It’s my blog’s fault. Begun as a writing exercise and because the kids said it would be “fun” for me, now I’m locked into a promised weekly post for hundreds of eager readers. I love those followers; they have given me permission to call myself “a writer” and believe it. But by the time each post is crafted, I’ve spent a lot of writing energy so that there’s not much left over for “The Book”.

What do my fellow ink-fiends think I should do?

I’ve considered letting go of the blog, and focus on “The Book”, a summer hiatus if you will, but then I hate to lose the momentum the blog has gained. When I receive such positive responses over and over, affirming the good my writing is doing in blogosphere, I think, I can’t let go of this, even for a few months.

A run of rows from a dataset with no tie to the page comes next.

//! Text normalization and entity extraction.
//!
//! Matching runs on the raw, newline-separated text; normalization only
//! shapes the text returned to the caller. The patterns are compiled once
//! per process and shared read-only.

use crate::types::EntitySet;
use regex::Regex;
use std::collections::BTreeSet;
use std::sync::LazyLock;

static WHITESPACE_REGEX: LazyLock<Regex> = LazyLock::new(|| Regex::new(r"\s+").unwrap());

static EMAIL_REGEX: LazyLock<Regex> =
    LazyLock::new(|| Regex::new(r"[a-zA-Z0-9._%+-]+@[a-zA-Z0-9.-]+\.[a-zA-Z]{2,}").unwrap());

// YYYY-MM-DD or DD/MM/YYYY
static DATE_REGEX: LazyLock<Regex> =
    LazyLock::new(|| Regex::new(r"\d{4}-\d{2}-\d{2}|\d{2}/\d{2}/\d{4}").unwrap());

static AMOUNT_REGEX: LazyLock<Regex> = LazyLock::new(|| {
    Regex::new(r"[\$€£]?\s?\d{1,3}(?:,\d{3})*(?:\.\d{2})?\s?(?:USD|EUR|GBP)?").unwrap()
});

// (555) 123-4567, 555-123-4567, +1 555.123.4567
static PHONE_REGEX: LazyLock<Regex> = LazyLock::new(|| {
    Regex::new(r"(?:\+\d{1,3}[\s.-]?)?\(?\d{3}\)?[\s.-]\d{3}[\s.-]\d{4}").unwrap()
});

/// Collapse every whitespace run (newlines included) to one space and trim
pub fn normalize_text(text: &str) -> String {
    WHITESPACE_REGEX.replace_all(text, " ").trim().to_string()
}

fn collect(regex: &Regex, text: &str) -> BTreeSet<String> {
    regex
        .find_iter(text)
        .map(|m| m.as_str().trim().to_string())
        .filter(|s| !s.is_empty())
        .collect()
}

/// A match only counts as money with a dollar sign, a decimal point or `USD`;
/// bare integers such as page numbers and years are dropped
fn is_monetary(candidate: &str) -> bool {
    candidate.contains('$') || candidate.contains('.') || candidate.contains("USD")
}

pub fn extract_entities(text: &str) -> EntitySet {
    let mut amounts = collect(&AMOUNT_REGEX, text);
    amounts.retain(|a| is_monetary(a));

    let entities = EntitySet {
        dates: collect(&DATE_REGEX, text),
        amounts,
        emails: collect(&EMAIL_REGEX, text),
        phones: collect(&PHONE_REGEX, text),
    };
    log::debug!(
        "Extracted {} entities ({} dates, {} amounts, {} emails, {} phones)",
        entities.len(),
        entities.dates.len(),
        entities.amounts.len(),
        entities.emails.len(),
        entities.phones.len()
    );
    entities
}
use super::{ImageOps, PixelRect, StructuringElement};
use crate::errors::ImageOpError;
use image::{GrayImage, Luma, Rgb, RgbImage};
use imageproc::contours::{find_contours, BorderType};
use imageproc::contrast::otsu_level;
use imageproc::filter::box_filter;
use imageproc::geometry::min_area_rect;
use imageproc::morphology::{grayscale_dilate, grayscale_erode, Mask};
use imageproc::point::Point;

const FOREGROUND: u8 = 255;
const BACKGROUND: u8 = 0;

/// Largest structuring element side `imageproc` masks accept
const MAX_KERNEL_SIDE: u32 = 511;

/// Cubic convolution coefficient (matches the common bicubic resampler)
const CUBIC_A: f32 = -0.75;

/// Default backend built on `image` + `imageproc`
#[derive(Debug, Default, Clone, Copy)]
pub struct ImageprocBackend;

impl ImageprocBackend {
    pub fn new() -> Self {
        Self
    }
}

fn ensure_non_empty(width: u32, height: u32) -> Result<(), ImageOpError> {
    if width == 0 || height == 0 {
        return Err(ImageOpError::EmptyImage { width, height });
    }
    Ok(())
}

impl ImageOps for ImageprocBackend {
    fn name(&self) -> &str {
        "imageproc"
    }

    fn to_grayscale(&self, image: &RgbImage) -> GrayImage {
        image::imageops::grayscale(image)
    }

    fn threshold_otsu_inverse(&self, gray: &GrayImage) -> Result<GrayImage, ImageOpError> {
        ensure_non_empty(gray.width(), gray.height())?;
        let level = otsu_level(gray);
        Ok(GrayImage::from_fn(gray.width(), gray.height(), |x, y| {
            if gray.get_pixel(x, y)[0] > level {
                Luma([BACKGROUND])
            } else {
                Luma([FOREGROUND])
            }
        }))
    }

    fn threshold_otsu(&self, gray: &GrayImage) -> Result<GrayImage, ImageOpError> {
        ensure_non_empty(gray.width(), gray.height())?;
        let level = otsu_level(gray);
        Ok(GrayImage::from_fn(gray.width(), gray.height(), |x, y| {
            if gray.get_pixel(x, y)[0] > level {
                Luma([255])
            } else {
                Luma([0])
            }
        }))
    }

    fn threshold_adaptive_mean_inverse(
        &self,
        gray: &GrayImage,
        block_size: u32,
        c: i32,
    ) -> Result<GrayImage, ImageOpError> {
        ensure_non_empty(gray.width(), gray.height())?;
        if block_size < 3 || block_size % 2 == 0 {
            return Err(ImageOpError::InvalidParameter(format!(
                "adaptive block size must be odd and >= 3, got {}",
                block_size
            )));
        }
        let radius = block_size / 2;
        let mean = box_filter(gray, radius, radius);
        Ok(GrayImage::from_fn(gray.width(), gray.height(), |x, y| {
            let value = gray.get_pixel(x, y)[0] as i32;
            let threshold = mean.get_pixel(x, y)[0] as i32 - c;
            if value > threshold {
                Luma([BACKGROUND])
            } else {
                Luma([FOREGROUND])
            }
        }))
    }

    fn morph_open(
        &self,
        mask: &GrayImage,
        element: StructuringElement,
        iterations: u32,
    ) -> Result<GrayImage, ImageOpError> {
        ensure_non_empty(mask.width(), mask.height())?;
        if element.width == 0
            || element.height == 0
            || element.width > MAX_KERNEL_SIDE
            || element.height > MAX_KERNEL_SIDE
        {
            return Err(ImageOpError::InvalidKernel {
                width: element.width,
                height: element.height,
            });
        }

        let kernel_image =
            GrayImage::from_pixel(element.width, element.height, Luma([FOREGROUND]));
        let kernel = Mask::from_image(
            &kernel_image,
            (element.width / 2) as u8,
            (element.height / 2) as u8,
        );

        let mut out = mask.clone();
        for _ in 0..iterations {
            out = grayscale_erode(&out, &kernel);
        }
        for _ in 0..iterations {
            out = grayscale_dilate(&out, &kernel);
        }
        Ok(out)
    }

    fn combine_masks(&self, a: &GrayImage, b: &GrayImage) -> Result<GrayImage, ImageOpError> {
        if a.dimensions() != b.dimensions() {
            return Err(ImageOpError::InvalidParameter(format!(
                "mask sizes differ: {:?} vs {:?}",
                a.dimensions(),
                b.dimensions()
            )));
        }
        Ok(GrayImage::from_fn(a.width(), a.height(), |x, y| {
            Luma([a.get_pixel(x, y)[0].saturating_add(b.get_pixel(x, y)[0])])
        }))
    }

    fn external_contour_rects(&self, mask: &GrayImage) -> Result<Vec<PixelRect>, ImageOpError> {
        ensure_non_empty(mask.width(), mask.height())?;
        let contours = find_contours::<i32>(mask);

        let rects = contours
            .iter()
            .filter(|c| c.border_type == BorderType::Outer && c.parent.is_none())
            .filter_map(|c| {
                let min_x = c.points.iter().map(|p| p.x).min()?;
                let max_x = c.points.iter().map(|p| p.x).max()?;
                let min_y = c.points.iter().map(|p| p.y).min()?;
                let max_y = c.points.iter().map(|p| p.y).max()?;
                Some(PixelRect {
                    x: min_x,
                    y: min_y,
                    width: max_x - min_x + 1,
                    height: max_y - min_y + 1,
                })
            })
            .collect();
        Ok(rects)
    }

    fn min_area_rect_angle(&self, points: &[(i32, i32)]) -> Result<f32, ImageOpError> {
        if points.is_empty() {
            return Err(ImageOpError::NoPoints);
        }
        let points: Vec<Point<i32>> = points.iter().map(|&(x, y)| Point::new(x, y)).collect();
        let corners = min_area_rect(&points);

        // First edge with non-zero length; a single point has none
        let edge = [(corners[0], corners[1]), (corners[1], corners[2])]
            .into_iter()
            .find(|(a, b)| a != b);
        let Some((a, b)) = edge else {
            return Ok(0.0);
        };

        let dx = (b.x - a.x) as f32;
        let dy = (b.y - a.y) as f32;
        let mut angle = dy.atan2(dx).to_degrees();
        if angle > 90.0 {
            angle -= 180.0;
        } else if angle <= -90.0 {
            angle += 180.0;
        }
        Ok(angle)
    }

    fn rotate(&self, image: &RgbImage, angle_degrees: f32) -> Result<RgbImage, ImageOpError> {
        ensure_non_empty(image.width(), image.height())?;
        if !angle_degrees.is_finite() {
            return Err(ImageOpError::InvalidParameter(format!(
                "rotation angle {}",
                angle_degrees
            )));
        }

        let (width, height) = image.dimensions();
        let cx = (width / 2) as f32;
        let cy = (height / 2) as f32;
        let (sin, cos) = angle_degrees.to_radians().sin_cos();

        // Inverse mapping: for each output pixel find its source location
        Ok(RgbImage::from_fn(width, height, |x, y| {
            let dx = x as f32 - cx;
            let dy = y as f32 - cy;
            let sx = cx + cos * dx - sin * dy;
            let sy = cy + sin * dx + cos * dy;
            sample_bicubic_replicate(image, sx, sy)
        }))
    }
}

fn cubic_weight(t: f32) -> f32 {
    let t = t.abs();
    if t <= 1.0 {
        ((CUBIC_A + 2.0) * t - (CUBIC_A + 3.0)) * t * t + 1.0
    } else if t < 2.0 {
        ((CUBIC_A * t - 5.0 * CUBIC_A) * t + 8.0 * CUBIC_A) * t - 4.0 * CUBIC_A
    } else {
        0.0
    }
}

/// Bicubic sample where taps outside the image clamp to the nearest edge pixel
fn sample_bicubic_replicate(image: &RgbImage, x: f32, y: f32) -> Rgb<u8> {
    let max_x = image.width() as i64 - 1;
    let max_y = image.height() as i64 - 1;
    let x0 = x.floor();
    let y0 = y.floor();
    let fx = x - x0;
    let fy = y - y0;

    let mut acc = [0f32; 3];
    for j in -1..=2i64 {
        let wy = cubic_weight(fy - j as f32);
        let sy = (y0 as i64 + j).clamp(0, max_y) as u32;
        for i in -1..=2i64 {
            let w = cubic_weight(fx - i as f32) * wy;
            if w == 0.0 {
                continue;
            }
            let sx = (x0 as i64 + i).clamp(0, max_x) as u32;
            let px = image.get_pixel(sx, sy);
            for (channel, value) in acc.iter_mut().zip(px.0.iter()) {
                *channel += w * *value as f32;
            }
        }
    }
    Rgb(acc.map(|v| v.round().clamp(0.0, 255.0) as u8))
}
//! Image capability interface
//!
//! The pipeline stages never touch pixels directly. They call the binary
//! image transforms below, so any conforming backend can be substituted.
//!
//! ```text
//! RgbImage ──to_grayscale──▶ GrayImage ──threshold_*──▶ mask
//!                                                   │
//!                         morph_open / combine_masks ▼
//!                                     external_contour_rects ──▶ rects
//! ```
//!
//! Masks use 255 for foreground and 0 for background.

pub mod imageproc_backend;

pub use imageproc_backend::ImageprocBackend;

use crate::errors::ImageOpError;
use image::{GrayImage, RgbImage};

/// Rectangular structuring element anchored at its center
#[derive(Debug, Clone, Copy, PartialEq, Eq)]
pub struct StructuringElement {
    pub width: u32,
    pub height: u32,
}

impl StructuringElement {
    /// Long in x, one pixel tall
    pub fn horizontal(length: u32) -> Self {
        Self {
            width: length,
            height: 1,
        }
    }

    /// Long in y, one pixel wide
    pub fn vertical(length: u32) -> Self {
        Self {
            width: 1,
            height: length,
        }
    }
}

/// Axis-aligned rectangle in `x, y, width, height` form (inclusive pixel extent)
#[derive(Debug, Clone, Copy, PartialEq, Eq)]
pub struct PixelRect {
    pub x: i32,
    pub y: i32,
    pub width: i32,
    pub height: i32,
}

pub trait ImageOps: Send + Sync {
    fn name(&self) -> &str;

    fn to_grayscale(&self, image: &RgbImage) -> GrayImage;

    /// Otsu-threshold so dark pixels (text) become foreground
    fn threshold_otsu_inverse(&self, gray: &GrayImage) -> Result<GrayImage, ImageOpError>;

    /// Otsu-threshold keeping dark pixels dark (text black on white)
    fn threshold_otsu(&self, gray: &GrayImage) -> Result<GrayImage, ImageOpError>;

    /// Foreground where a pixel is not brighter than its `block_size`
    /// neighbourhood mean minus `c`
    fn threshold_adaptive_mean_inverse(
        &self,
        gray: &GrayImage,
        block_size: u32,
        c: i32,
    ) -> Result<GrayImage, ImageOpError>;

    /// `iterations` erosions followed by as many dilations
    fn morph_open(
        &self,
        mask: &GrayImage,
        element: StructuringElement,
        iterations: u32,
    ) -> Result<GrayImage, ImageOpError>;

    /// Pixel-wise saturating sum of two same-sized masks
    fn combine_masks(&self, a: &GrayImage, b: &GrayImage) -> Result<GrayImage, ImageOpError>;

    /// Bounding rectangles of the outermost contours of a mask
    fn external_contour_rects(&self, mask: &GrayImage) -> Result<Vec<PixelRect>, ImageOpError>;

    /// Angle in degrees of one edge of the minimum-area rectangle enclosing
    /// the points, measured in image coordinates (y down) within (-90, 90]
    fn min_area_rect_angle(&self, points: &[(i32, i32)]) -> Result<f32, ImageOpError>;

    /// Rotate about the center, counter-clockwise for positive angles,
    /// keeping the original dimensions
    fn rotate(&self, image: &RgbImage, angle_degrees: f32) -> Result<RgbImage, ImageOpError>;
}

On the other hand, I can’t let go of “The Book”. Literally years have been spent in research. Several three-inch binders are busting with literature, notes, and correspondence gathered in the best historical-fiction fashion. Truth be known, the thought of reacquainting myself with all that information is a little overwhelming; reason enough for my rare ventures to the living room. However, I know the heart of the story: the people and their drama, is not in the notebooks. They are all right beside me, twenty-four seven, clamoring for a chance at the keyboard.

Here’s the window: the kids are all busy, independent, employed this summer; one grandbaby at present, but he lives on the opposite side of the country; hubby travels for work; other than caring for my adult daughter who is disabled, my head is my own. I know it is time, but for what? Shall I pick up the pen to be Novelist or Bloggist, or is there a way to do both?

8 comments:

  1. Ah - the eternal battle between blog and book! It is, indeed, a familiar refrain.

    Here's my suggestion to all who suffer this quandry:

    Work on ONE computer. If the kitchen computer is where you spend your time - then use it, write with it, make it earn it's keep for all the time you spend on it doing other things! When you're already there, it makes it that much easier to open the writing file - and you never know when something on the net might just spark that creative flame. When that happens, don't even get out of the chair, just pull up the book and write, right then!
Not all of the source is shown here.